The linear model only considers tree height. In reality, diameter is influenced by many other variables (e.g. species, age, competition, environmental stress).
The field dataset is smaller, which can magnify the effect of any outliers or anomalies.

Why we didn’t use the Gradient Boosting Model from Task 3: The model built in Task 3 used several features — such as DRYBIO_STUMP, VOLCFNET, and CARBON_AG — which are not present in the field data.
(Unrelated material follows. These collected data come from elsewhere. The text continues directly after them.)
//! Travel-domain mock tools.
//!
//! Every tool here returns canned data; they exist to exercise agent
//! wiring, not to talk to real booking systems. Validation failures come
//! back as [`ToolReply::invalid`] so they stay distinguishable from
//! success text downstream.

use std::sync::{Arc, Mutex};

use serde::{Deserialize, Serialize};

use super::tool::{FnTool, ToolReply};
use super::types::ToolParameters;
use super::validation::{is_valid_airport, is_valid_date, is_valid_month};
use crate::error::ConciergeError;

/// Extract a required string argument.
fn required_str(args: &serde_json::Value, name: &str) -> Result<String, ConciergeError> {
    args.get(name)
        .and_then(|v| v.as_str())
        .map(str::to_string)
        .ok_or_else(|| ConciergeError::InvalidArgument(format!("missing string argument '{name}'")))
}

/// Weather for a city. Always sunny.
pub fn get_weather() -> FnTool {
    FnTool::new(
        "get_weather",
        "Get weather for a given city.",
        ToolParameters::object()
            .string("city", "The city to get the weather for", true)
            .build(),
        |args, _ctx| async move {
            let city = required_str(&args, "city")?;
            Ok(ToolReply::success(format!("It's always sunny in {city}!")))
        },
    )
}

/// Weather forecast for a destination in a month, with progress updates.
pub fn weather_forecast() -> FnTool {
    FnTool::new(
        "weather_forecast",
        "Get weather forecast for a destination in a specific month",
        ToolParameters::object()
            .string(
                "destination",
                "Destination to get weather forecast for (e.g., London, UK)",
                true,
            )
            .string(
                "month",
                "Month to get weather forecast for (e.g., January, February, etc.)",
                true,
            )
            .build(),
        |args, ctx| async move {
            let destination = required_str(&args, "destination")?;
            let month = required_str(&args, "month")?;
            if destination.is_empty() {
                return Ok(ToolReply::invalid("Error: Destination is required"));
            }
            if !is_valid_month(&month) {
                return Ok(ToolReply::invalid(
                    "Error: Invalid month. Please use a valid month name (e.g., January, February, etc.)",
                ));
            }

            // Simulated API latency, as in the rest of the mock layer.
            ctx.report("Fetching weather data...");
            tokio::time::sleep(std::time::Duration::from_millis(10)).await;
            ctx.report("Processing weather information...");

            Ok(ToolReply::success(format!(
                "Weather forecast for {destination} in {month}: Sunny and warm with temperatures \
                 around 72°F (22°C). Perfect for outdoor activities!"
            )))
        },
    )
}

/// Locate a flight between two airports on a date.
pub fn flight_locator() -> FnTool {
    FnTool::new(
        "flight_locator",
        "Find available flights between two airports on a specific date",
        ToolParameters::object()
            .string("origin", "Origin airport code (e.g., JFK, LHR)", true)
            .string(
                "destination",
                "Destination airport code (e.g., JFK, LHR)",
                true,
            )
            .string("date", "Travel date in YYYY-MM-DD format", true)
            .build(),
        |args, _ctx| async move {
            let origin = required_str(&args, "origin")?;
            let destination = required_str(&args, "destination")?;
            let date = required_str(&args, "date")?;
            if !is_valid_airport(&origin) {
                return Ok(ToolReply::invalid(
                    "Error: Invalid origin airport code. Please use a valid IATA code (e.g., JFK, LHR)",
                ));
            }
            if !is_valid_airport(&destination) {
                return Ok(ToolReply::invalid(
                    "Error: Invalid destination airport code. Please use a valid IATA code (e.g., JFK, LHR)",
                ));
            }
            if !is_valid_date(&date) {
                return Ok(ToolReply::invalid(
                    "Error: Invalid date format. Please use YYYY-MM-DD format",
                ));
            }
            Ok(ToolReply::success(format!(
                "Flight from {origin} to {destination} on {date}: EL657, departure at 10:00 AM, \
                 arrival at 11:00 AM"
            )))
        },
    )
}

/// Book an airport taxi ahead of a departure.
pub fn airport_taxi_booking() -> FnTool {
    FnTool::new(
        "airport_taxi_booking",
        "Book a taxi to the airport in time for a flight departure",
        ToolParameters::object()
            .string("origin", "City to book the taxi in (e.g., Tel-Aviv, Israel)", true)
            .string(
                "departure",
                "Flight departure time (e.g., 10:00 AM, 11:00 AM)",
                true,
            )
            .build(),
        |args, _ctx| async move {
            let origin = required_str(&args, "origin")?;
            let departure = required_str(&args, "departure")?;
            Ok(ToolReply::success(format!(
                "Taxi booked to {origin} airport for the {departure} departure"
            )))
        },
    )
}

/// Book a hotel for an arrival date.
pub fn hotel_booking() -> FnTool {
    FnTool::new(
        "hotel_booking",
        "Book a hotel for a given arrival date",
        ToolParameters::object()
            .string(
                "arrival_date",
                "Arrival date (e.g., January 12th, February 1st)",
                true,
            )
            .build(),
        |args, _ctx| async move {
            let arrival_date = required_str(&args, "arrival_date")?;
            Ok(ToolReply::success(format!(
                "Hotel booked for arrival on {arrival_date}"
            )))
        },
    )
}

/// Recommend attractions at a destination.
pub fn attraction_recommendation() -> FnTool {
    FnTool::new(
        "attraction_recommendation",
        "Recommend attractions at a destination",
        ToolParameters::object()
            .string("destination", "Destination to get attraction recommendations for", true)
            .build(),
        |args, _ctx| async move {
            let destination = required_str(&args, "destination")?;
            if destination.is_empty() {
                return Ok(ToolReply::invalid("Error: Destination is required"));
            }
            Ok(ToolReply::success(format!(
                "Top attractions in {destination}: old town walking tour, harbor boat ride, and \
                 the city museum"
            )))
        },
    )
}

/// Book a hotel by name (the sensitive tool used in approval flows).
pub fn book_hotel() -> FnTool {
    FnTool::new(
        "book_hotel",
        "Book a hotel",
        ToolParameters::object()
            .string("hotel_name", "The name of the hotel to book", true)
            .build(),
        |args, _ctx| async move {
            let hotel_name = required_str(&args, "hotel_name")?;
            Ok(ToolReply::success(format!(
                "Successfully booked a stay at {hotel_name}."
            )))
        },
    )
}

/// Book a flight between two airports.
pub fn book_flight() -> FnTool {
    FnTool::new(
        "book_flight",
        "Book a flight",
        ToolParameters::object()
            .string("from_airport", "The departure airport code", true)
            .string("to_airport", "The arrival airport code", true)
            .build(),
        |args, _ctx| async move {
            let from_airport = required_str(&args, "from_airport")?;
            let to_airport = required_str(&args, "to_airport")?;
            if !is_valid_airport(&from_airport) || !is_valid_airport(&to_airport) {
                return Ok(ToolReply::invalid(
                    "Error: Invalid airport code. Please use a valid IATA code (e.g., JFK, LHR)",
                ));
            }
            Ok(ToolReply::success(format!(
                "Successfully booked a flight from {from_airport} to {to_airport}."
            )))
        },
    )
}

/// A flight in the mock catalog.
#[derive(Debug, Clone, Serialize, Deserialize, PartialEq)]
pub struct Flight {
    pub id: String,
    pub flight_number: String,
    pub origin: String,
    pub destination: String,
    pub date: String,
    pub departure_time: String,
    pub arrival_time: String,
    pub price: f64,
    pub airline: String,
}

/// Flight details with availability.
#[derive(Debug, Clone, Serialize, Deserialize, PartialEq)]
pub struct FlightInformation {
    #[serde(flatten)]
    pub flight: Flight,
    pub available_seats: u32,
    pub booking_status: String,
}

/// A confirmed booking.
#[derive(Debug, Clone, Serialize, Deserialize, PartialEq)]
pub struct BookedFlight {
    #[serde(flatten)]
    pub flight: Flight,
    pub booking_ref: String,
    pub passenger_name: String,
}

/// Request-scoped mock flight database.
///
/// Passed around as an explicit handle instead of a process-wide global;
/// each search replaces the stored result set, and lookups/bookings read
/// from it.
#[derive(Debug, Default)]
pub struct FlightStore {
    flights: Mutex<Vec<Flight>>,
}

impl FlightStore {
    pub fn new() -> Self {
        Self::default()
    }

    /// Search flights; populates and returns the mock result set.
    pub fn search_flights(&self, origin: &str, destination: &str, date: &str) -> Vec<Flight> {
        let catalog = [
            ("1", "AA123", "08:00 AM", "10:30 AM", 299.99, "American Airlines"),
            ("2", "AA456", "11:00 AM", "13:30 PM", 349.99, "American Airlines"),
            ("3", "UA789", "14:00 PM", "16:30 PM", 279.99, "United Airlines"),
            ("4", "DL321", "17:00 PM", "19:30 PM", 399.99, "Delta Airlines"),
        ];
        let flights: Vec<Flight> = catalog
            .iter()
            .map(
                |(id, number, departure, arrival, price, airline)| Flight {
                    id: (*id).to_string(),
                    flight_number: (*number).to_string(),
                    origin: origin.to_string(),
                    destination: destination.to_string(),
                    date: date.to_string(),
                    departure_time: (*departure).to_string(),
                    arrival_time: (*arrival).to_string(),
                    price: *price,
                    airline: (*airline).to_string(),
                },
            )
            .collect();
        *self.flights.lock().expect("flight store lock") = flights.clone();
        flights
    }

    /// Look up details for a previously searched flight.
    pub fn lookup_flight(&self, flight_number: &str) -> Option<FlightInformation> {
        let flights = self.flights.lock().expect("flight store lock");
        flights
            .iter()
            .find(|flight| flight.flight_number == flight_number)
            .map(|flight| FlightInformation {
                flight: flight.clone(),
                available_seats: 12,
                booking_status: "Available".to_string(),
            })
    }

    /// Book a previously searched flight for a passenger.
    pub fn book_flight(&self, flight_number: &str, passenger_name: &str) -> Option<BookedFlight> {
        let flights = self.flights.lock().expect("flight store lock");
        flights
            .iter()
            .find(|flight| flight.flight_number == flight_number)
            .map(|flight| BookedFlight {
                flight: flight.clone(),
                booking_ref: "JH234X".to_string(),
                passenger_name: passenger_name.to_string(),
            })
    }

    /// Confirmation message for a completed booking.
    pub fn booking_confirmation(&self, destination: &str) -> String {
        format!("Your flight to {destination} has been booked. An email has been sent to you.")
    }
}

/// Flight-search tool backed by an injected store handle.
pub fn search_flights_tool(store: Arc<FlightStore>) -> FnTool {
    FnTool::new(
        "search_flights",
        "Search available flights between two cities on a date",
        ToolParameters::object()
            .string("origin", "Origin city", true)
            .string("destination", "Destination city", true)
            .string("date", "Travel date", true)
            .build(),
        move |args, _ctx| {
            let store = Arc::clone(&store);
            async move {
                let origin = required_str(&args, "origin")?;
                let destination = required_str(&args, "destination")?;
                let date = required_str(&args, "date")?;
                let flights = store.search_flights(&origin, &destination, &date);
                let listing = flights
                    .iter()
                    .map(|flight| {
                        format!(
                            "{} {} {} -> {} ({} - {}) ${:.2}",
                            flight.airline,
                            flight.flight_number,
                            flight.origin,
                            flight.destination,
                            flight.departure_time,
                            flight.arrival_time,
                            flight.price
                        )
                    })
                    .collect::<Vec<_>>()
                    .join("\n");
                Ok(ToolReply::success(listing))
            }
        },
    )
}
Because of this mismatch in feature availability, we could not apply that model directly to the field dataset without unrealistic assumptions or imputation.

What data would help improve our model?

Species information: Different tree species grow differently, and modeling DBH by species would likely reduce error.
Biomass and carbon estimates: Including volume or carbon content improves predictions, as shown in Task 3.
More training data from the same site: A site-specific model trained on past field data from Independence Lake would likely generalize better to future measurements from the same area.

In summary, while the height-only model gives a decent first approximation, adding more ecological variables and using local data would significantly enhance model accuracy.